> [EXERCISE]
When the word "RelationDef" shows up in a line of the data below, copy that whole line.

> [DATA SECTION]
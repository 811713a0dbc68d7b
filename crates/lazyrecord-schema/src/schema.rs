//! Table schemas.

use indexmap::IndexMap;
use lazyrecord_core::{Error, Result, Value, ValueMap};

use crate::column::ColumnDef;
use crate::relation::{RelationDef, RelationId};

/// Data source used when a schema does not name one.
pub const DEFAULT_SOURCE_ID: &str = "default";

/// Read access to a record's current data, handed to defaults, transforms and
/// validators.
pub trait RecordView {
    fn data(&self) -> &ValueMap;

    fn get_value(&self, column: &str) -> Option<&Value> {
        self.data().get(column)
    }
}

impl RecordView for ValueMap {
    fn data(&self) -> &ValueMap {
        self
    }
}

/// An immutable description of one table.
#[derive(Debug, Clone)]
pub struct Schema {
    name: String,
    table: String,
    label: Option<String>,
    primary_key: Option<String>,
    columns: IndexMap<String, ColumnDef>,
    relations: IndexMap<RelationId, RelationDef>,
    read_source_id: String,
    write_source_id: String,
}

impl Schema {
    /// Start building a schema registered as `name`. The table defaults to the name.
    pub fn builder(name: impl Into<String>) -> SchemaBuilder {
        SchemaBuilder::new(name)
    }

    pub fn name(&self) -> &str {
        &self.name
    }

    pub fn table(&self) -> &str {
        &self.table
    }

    pub fn label(&self) -> &str {
        self.label.as_deref().unwrap_or(&self.name)
    }

    pub fn primary_key(&self) -> Option<&str> {
        self.primary_key.as_deref()
    }

    pub fn primary_column(&self) -> Option<&ColumnDef> {
        self.primary_key.as_deref().and_then(|pk| self.get_column(pk))
    }

    pub fn get_column(&self, name: &str) -> Option<&ColumnDef> {
        self.columns.get(name)
    }

    pub fn has_column(&self, name: &str) -> bool {
        self.columns.contains_key(name)
    }

    /// Columns in declared order, optionally including virtual ones.
    pub fn get_columns(&self, include_virtual: bool) -> Vec<&ColumnDef> {
        self.columns
            .values()
            .filter(|c| include_virtual || !c.is_virtual)
            .collect()
    }

    pub fn column_names(&self, include_virtual: bool) -> Vec<&str> {
        self.get_columns(include_virtual)
            .into_iter()
            .map(|c| c.name.as_str())
            .collect()
    }

    pub fn get_relation(&self, id: &str) -> Option<&RelationDef> {
        self.relations.get(id)
    }

    /// Relations in declared order.
    pub fn relations(&self) -> impl Iterator<Item = (&RelationId, &RelationDef)> {
        self.relations.iter()
    }

    pub fn read_source_id(&self) -> &str {
        &self.read_source_id
    }

    pub fn write_source_id(&self) -> &str {
        &self.write_source_id
    }

    /// Keep only the entries of `args` that name persisted columns.
    pub fn filter_args(&self, args: &ValueMap) -> ValueMap {
        args.iter()
            .filter(|(k, _)| self.get_column(k).is_some_and(|c| !c.is_virtual))
            .map(|(k, v)| (k.clone(), v.clone()))
            .collect()
    }
}

/// Builder for [`Schema`].
#[derive(Debug)]
pub struct SchemaBuilder {
    name: String,
    table: Option<String>,
    label: Option<String>,
    primary_key: Option<String>,
    columns: Vec<ColumnDef>,
    relations: Vec<(RelationId, RelationDef)>,
    read_source_id: Option<String>,
    write_source_id: Option<String>,
}

impl SchemaBuilder {
    pub fn new(name: impl Into<String>) -> Self {
        Self {
            name: name.into(),
            table: None,
            label: None,
            primary_key: None,
            columns: Vec::new(),
            relations: Vec::new(),
            read_source_id: None,
            write_source_id: None,
        }
    }

    pub fn table(mut self, table: impl Into<String>) -> Self {
        self.table = Some(table.into());
        self
    }

    pub fn label(mut self, label: impl Into<String>) -> Self {
        self.label = Some(label.into());
        self
    }

    /// Name the primary key explicitly. Otherwise the column flagged `primary` is used.
    pub fn primary_key(mut self, column: impl Into<String>) -> Self {
        self.primary_key = Some(column.into());
        self
    }

    pub fn column(mut self, column: ColumnDef) -> Self {
        self.columns.push(column);
        self
    }

    pub fn relation(mut self, id: impl Into<RelationId>, relation: RelationDef) -> Self {
        self.relations.push((id.into(), relation));
        self
    }

    pub fn read_source(mut self, id: impl Into<String>) -> Self {
        self.read_source_id = Some(id.into());
        self
    }

    pub fn write_source(mut self, id: impl Into<String>) -> Self {
        self.write_source_id = Some(id.into());
        self
    }

    /// Route both reads and writes to one data source.
    pub fn source(self, id: impl Into<String>) -> Self {
        let id = id.into();
        self.read_source(id.clone()).write_source(id)
    }

    pub fn build(self) -> Result<Schema> {
        let name = self.name;
        let invalid = |message: String| Error::invalid_schema(name.clone(), message);

        let mut columns: IndexMap<String, ColumnDef> = IndexMap::new();
        for column in self.columns {
            if columns.contains_key(&column.name) {
                return Err(invalid(format!("duplicate column {}", column.name)));
            }
            columns.insert(column.name.clone(), column);
        }

        let flagged: Vec<&str> = columns
            .values()
            .filter(|c| c.primary)
            .map(|c| c.name.as_str())
            .collect();
        if flagged.len() > 1 {
            return Err(invalid(format!(
                "more than one primary key column: {}",
                flagged.join(", ")
            )));
        }

        let primary_key = match (self.primary_key, flagged.first()) {
            (Some(pk), Some(flag)) if pk != *flag => {
                return Err(invalid(format!(
                    "primary key {pk} conflicts with primary column {flag}"
                )));
            }
            (Some(pk), _) => Some(pk),
            (None, Some(flag)) => Some((*flag).to_string()),
            (None, None) => None,
        };

        if let Some(pk) = &primary_key {
            match columns.get_mut(pk) {
                Some(column) => column.primary = true,
                None => return Err(invalid(format!("primary key {pk} is not a column"))),
            }
        }

        let mut relations: IndexMap<RelationId, RelationDef> = IndexMap::new();
        for (id, relation) in self.relations {
            if relations.contains_key(&id) {
                return Err(invalid(format!("duplicate relation {id}")));
            }
            relations.insert(id, relation);
        }

        Ok(Schema {
            table: self.table.unwrap_or_else(|| name.clone()),
            label: self.label,
            primary_key,
            columns,
            relations,
            read_source_id: self
                .read_source_id
                .unwrap_or_else(|| DEFAULT_SOURCE_ID.to_string()),
            write_source_id: self
                .write_source_id
                .unwrap_or_else(|| DEFAULT_SOURCE_ID.to_string()),
            name,
        })
    }
}
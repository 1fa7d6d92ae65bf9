//! # Kernel Spline
//!
//! Landmark-driven spline transforms for deformable registration. Given source
//! landmarks `p` and target landmarks `q`, a [`KernelTransform`] fits the spline
//! that maps every `p_i` onto `q_i` with minimal bending energy (or, with a
//! positive stiffness, approximates them), and evaluates it and its derivatives at
//! arbitrary points.
//!
//! The formulation follows Davis, Khotanzad, Flamig and Harms, "A physics-based
//! coordinate transformation for 3-D image matching", IEEE TMI 16(3), 1997.
//!
//! The main components are:
//! - [`SplineKernel`]: the pluggable spline family (thin-plate, volume, elastic body).
//! - [`system`]: assembly of the `K`, `P`, `L` and `Y` matrices.
//! - [`solver`]: equilibrated LU / SVD inversion of `L` and the split of the weights.
//! - [`KernelTransform`]: landmarks, lazy caches, evaluation and the flat
//!   parameter convention used by optimizers.
//! - [`TransformRecord`]: serde persistence of a fitted transform.
//!
//! ```
//! use kernel_spline::{KernelTransform, ThinPlate};
//! use nalgebra::Point2;
//!
//! let mut transform = KernelTransform::<_, 2>::new(ThinPlate);
//! transform.set_source_landmarks(vec![
//!     Point2::new(0.0, 0.0),
//!     Point2::new(1.0, 0.0),
//!     Point2::new(0.0, 1.0),
//! ]);
//! transform.set_target_landmarks(vec![
//!     Point2::new(0.0, 0.0),
//!     Point2::new(2.0, 0.0),
//!     Point2::new(0.0, 2.0),
//! ]);
//!
//! let mapped = transform.transform_point(&Point2::new(1.0, 1.0)).unwrap();
//! assert!((mapped - Point2::new(2.0, 2.0)).norm() < 1e-9);
//! ```

pub mod config;
pub mod error;
pub mod kernel;
pub mod landmarks;
pub mod record;
pub mod solver;
pub mod system;
pub mod transform;

pub use config::{InversionMethod, KernelKind, KernelSpace, SplineConfig};
pub use error::{Result, SplineError};
pub use kernel::{
    ElasticBody, ElasticBodyReciprocal, KernelFamily, SplineKernel, ThinPlate, ThinPlateR2LogR,
    VolumeSpline,
};
pub use record::TransformRecord;
pub use solver::{Factorization, SplineWeights, SINGULAR_VALUE_TOLERANCE};
pub use transform::{CacheState, KernelTransform};
//! Assembly of the kernel spline linear system.
//!
//! For `N` landmarks in `D` dimensions the system reads
//!
//! ```text
//! | K   P | | c |   | d |
//! | P^T 0 | | a | = | 0 |
//! ```
//!
//! where `K` is the `(N D) x (N D)` block matrix of kernel responses between
//! landmarks, `P` is the `(N D) x (D^2 + D)` affine design matrix, `c` holds one
//! spline coefficient vector per landmark, `a` the affine coefficients and `d` the
//! landmark displacements. The zero rows below `d` enforce that the spline part
//! carries no affine component.

use nalgebra::{DMatrix, DVector, Point, SMatrix, SVector};

use crate::kernel::SplineKernel;

/// Number of affine coefficients in `D` dimensions: `D^2` linear terms plus `D` translations.
pub const fn affine_size(dimension: usize) -> usize {
    dimension * dimension + dimension
}

/// The assembled, landmark-dependent matrices of the spline system.
#[derive(Debug, Clone)]
pub struct LinearSystem {
    pub k: DMatrix<f64>,
    pub p: DMatrix<f64>,
    pub l: DMatrix<f64>,
}

impl LinearSystem {
    /// Assembles `K`, `P` and `L`.
    ///
    /// # Arguments
    /// * `kernel` - The spline family.
    /// * `kernel_landmarks` - Landmarks whose pairwise displacements feed `K`.
    /// * `source` - Source landmarks, used for `P` and for the reflexive terms.
    /// * `stiffness` - Passed to the reflexive influence of every landmark.
    pub fn assemble<K, const D: usize>(
        kernel: &K,
        kernel_landmarks: &[Point<f64, D>],
        source: &[Point<f64, D>],
        stiffness: f64,
    ) -> Self
    where
        K: SplineKernel<D> + ?Sized,
    {
        let k = compute_k(kernel, kernel_landmarks, stiffness);
        let p = compute_p(source);
        let l = compute_l(&k, &p);
        LinearSystem { k, p, l }
    }
}

/// Builds the kernel matrix `K`.
///
/// Block `(i, j)` is `G(q_i - q_j)` for `i != j` and the reflexive influence of
/// landmark `i` on the diagonal. Symmetry is not assumed, every block is evaluated.
pub fn compute_k<K, const D: usize>(
    kernel: &K,
    landmarks: &[Point<f64, D>],
    stiffness: f64,
) -> DMatrix<f64>
where
    K: SplineKernel<D> + ?Sized,
{
    let n = landmarks.len();
    let mut k = DMatrix::<f64>::zeros(n * D, n * D);

    for (i, p_i) in landmarks.iter().enumerate() {
        for (j, p_j) in landmarks.iter().enumerate() {
            let block = if i == j {
                kernel.reflexive_influence(i, stiffness)
            } else {
                kernel.influence(&(p_i - p_j))
            };
            k.fixed_view_mut::<D, D>(i * D, j * D).copy_from(&block);
        }
    }
    k
}

/// Builds the affine design matrix `P`.
///
/// Block row `i` is `[p_i[0] I, p_i[1] I, ..., p_i[D-1] I, I]`: the linear
/// columns come first, the translation columns last.
pub fn compute_p<const D: usize>(landmarks: &[Point<f64, D>]) -> DMatrix<f64> {
    let n = landmarks.len();
    let identity = SMatrix::<f64, D, D>::identity();
    let mut p = DMatrix::<f64>::zeros(n * D, affine_size(D));

    for (i, landmark) in landmarks.iter().enumerate() {
        for axis in 0..D {
            p.fixed_view_mut::<D, D>(i * D, axis * D)
                .copy_from(&(identity * landmark[axis]));
        }
        p.fixed_view_mut::<D, D>(i * D, D * D).copy_from(&identity);
    }
    p
}

/// Builds the saddle-point matrix `L = [[K, P], [P^T, 0]]`.
pub fn compute_l(k: &DMatrix<f64>, p: &DMatrix<f64>) -> DMatrix<f64> {
    let nd = k.nrows();
    let m = p.ncols();
    let size = nd + m;
    let mut l = DMatrix::<f64>::zeros(size, size);

    l.view_mut((0, 0), (nd, nd)).copy_from(k);
    l.view_mut((0, nd), (nd, m)).copy_from(p);
    l.view_mut((nd, 0), (m, nd)).copy_from(&p.transpose());
    // The bottom-right block stays zero.
    l
}

/// Builds the right-hand side `Y`: the flattened displacements followed by
/// `D^2 + D` zeros.
pub fn compute_y<const D: usize>(displacements: &[SVector<f64, D>]) -> DVector<f64> {
    let nd = displacements.len() * D;
    let mut y = DVector::<f64>::zeros(nd + affine_size(D));
    for (i, d) in displacements.iter().enumerate() {
        y.fixed_rows_mut::<D>(i * D).copy_from(d);
    }
    y
}

#[cfg(test)]
mod tests {
    use super::*;
    use crate::kernel::{ThinPlate, VolumeSpline};
    use approx::assert_relative_eq;
    use nalgebra::{Point2, Vector2};

    fn triangle() -> Vec<Point2<f64>> {
        vec![
            Point2::new(0.0, 0.0),
            Point2::new(1.0, 0.0),
            Point2::new(0.0, 1.0),
        ]
    }

    #[test]
    fn affine_size_counts_linear_and_translation_terms() {
        assert_eq!(affine_size(2), 6);
        assert_eq!(affine_size(3), 12);
    }

    #[test]
    fn k_blocks_hold_kernel_and_reflexive_terms() {
        let k = compute_k(&ThinPlate, &triangle(), 0.25);
        assert_eq!(k.shape(), (6, 6));

        // Diagonal blocks: stiffness * I
        assert_relative_eq!(k[(0, 0)], 0.25);
        assert_relative_eq!(k[(1, 1)], 0.25);
        assert_relative_eq!(k[(0, 1)], 0.0);

        // Block (1, 2): |(1,0) - (0,1)| = sqrt(2)
        assert_relative_eq!(k[(2, 4)], 2.0f64.sqrt(), epsilon = 1e-12);
        assert_relative_eq!(k[(3, 5)], 2.0f64.sqrt(), epsilon = 1e-12);
        assert_relative_eq!(k[(2, 5)], 0.0);
    }

    #[test]
    fn p_places_coordinates_then_identity() {
        let p = compute_p(&[Point2::new(3.0, 5.0)]);
        assert_eq!(p.shape(), (2, 6));
        #[rustfmt::skip]
        let expected = DMatrix::from_row_slice(2, 6, &[
            3.0, 0.0, 5.0, 0.0, 1.0, 0.0,
            0.0, 3.0, 0.0, 5.0, 0.0, 1.0,
        ]);
        assert_eq!(p, expected);
    }

    #[test]
    fn l_is_symmetric_saddle_matrix() {
        let system = LinearSystem::assemble(&VolumeSpline, &triangle(), &triangle(), 0.0);
        let l = &system.l;
        assert_eq!(l.shape(), (12, 12));
        assert_relative_eq!(*l, l.transpose(), epsilon = 1e-12);
        assert_eq!(l.view((6, 6), (6, 6)).amax(), 0.0);
        assert_eq!(l.view((0, 6), (6, 6)), system.p.view((0, 0), (6, 6)));
    }

    #[test]
    fn y_stacks_displacements_over_zeros() {
        let y = compute_y(&[Vector2::new(1.0, 2.0), Vector2::new(3.0, 4.0)]);
        assert_eq!(y.len(), 10);
        assert_eq!(y.rows(0, 4).iter().copied().collect::<Vec<_>>(), vec![1.0, 2.0, 3.0, 4.0]);
        assert!(y.rows(4, 6).iter().all(|&v| v == 0.0));
    }
}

> [RESPONSE BOX]
use crate::relation::{RelationDef, RelationId};
    relations: IndexMap<RelationId, RelationDef>,
    pub fn get_relation(&self, id: &str) -> Option<&RelationDef> {
    pub fn relations(&self) -> impl Iterator<Item = (&RelationId, &RelationDef)> {
    relations: Vec<(RelationId, RelationDef)>,
    pub fn relation(mut self, id: impl Into<RelationId>, relation: RelationDef) -> Self {
        let mut relations: IndexMap<RelationId, RelationDef> = IndexMap::new();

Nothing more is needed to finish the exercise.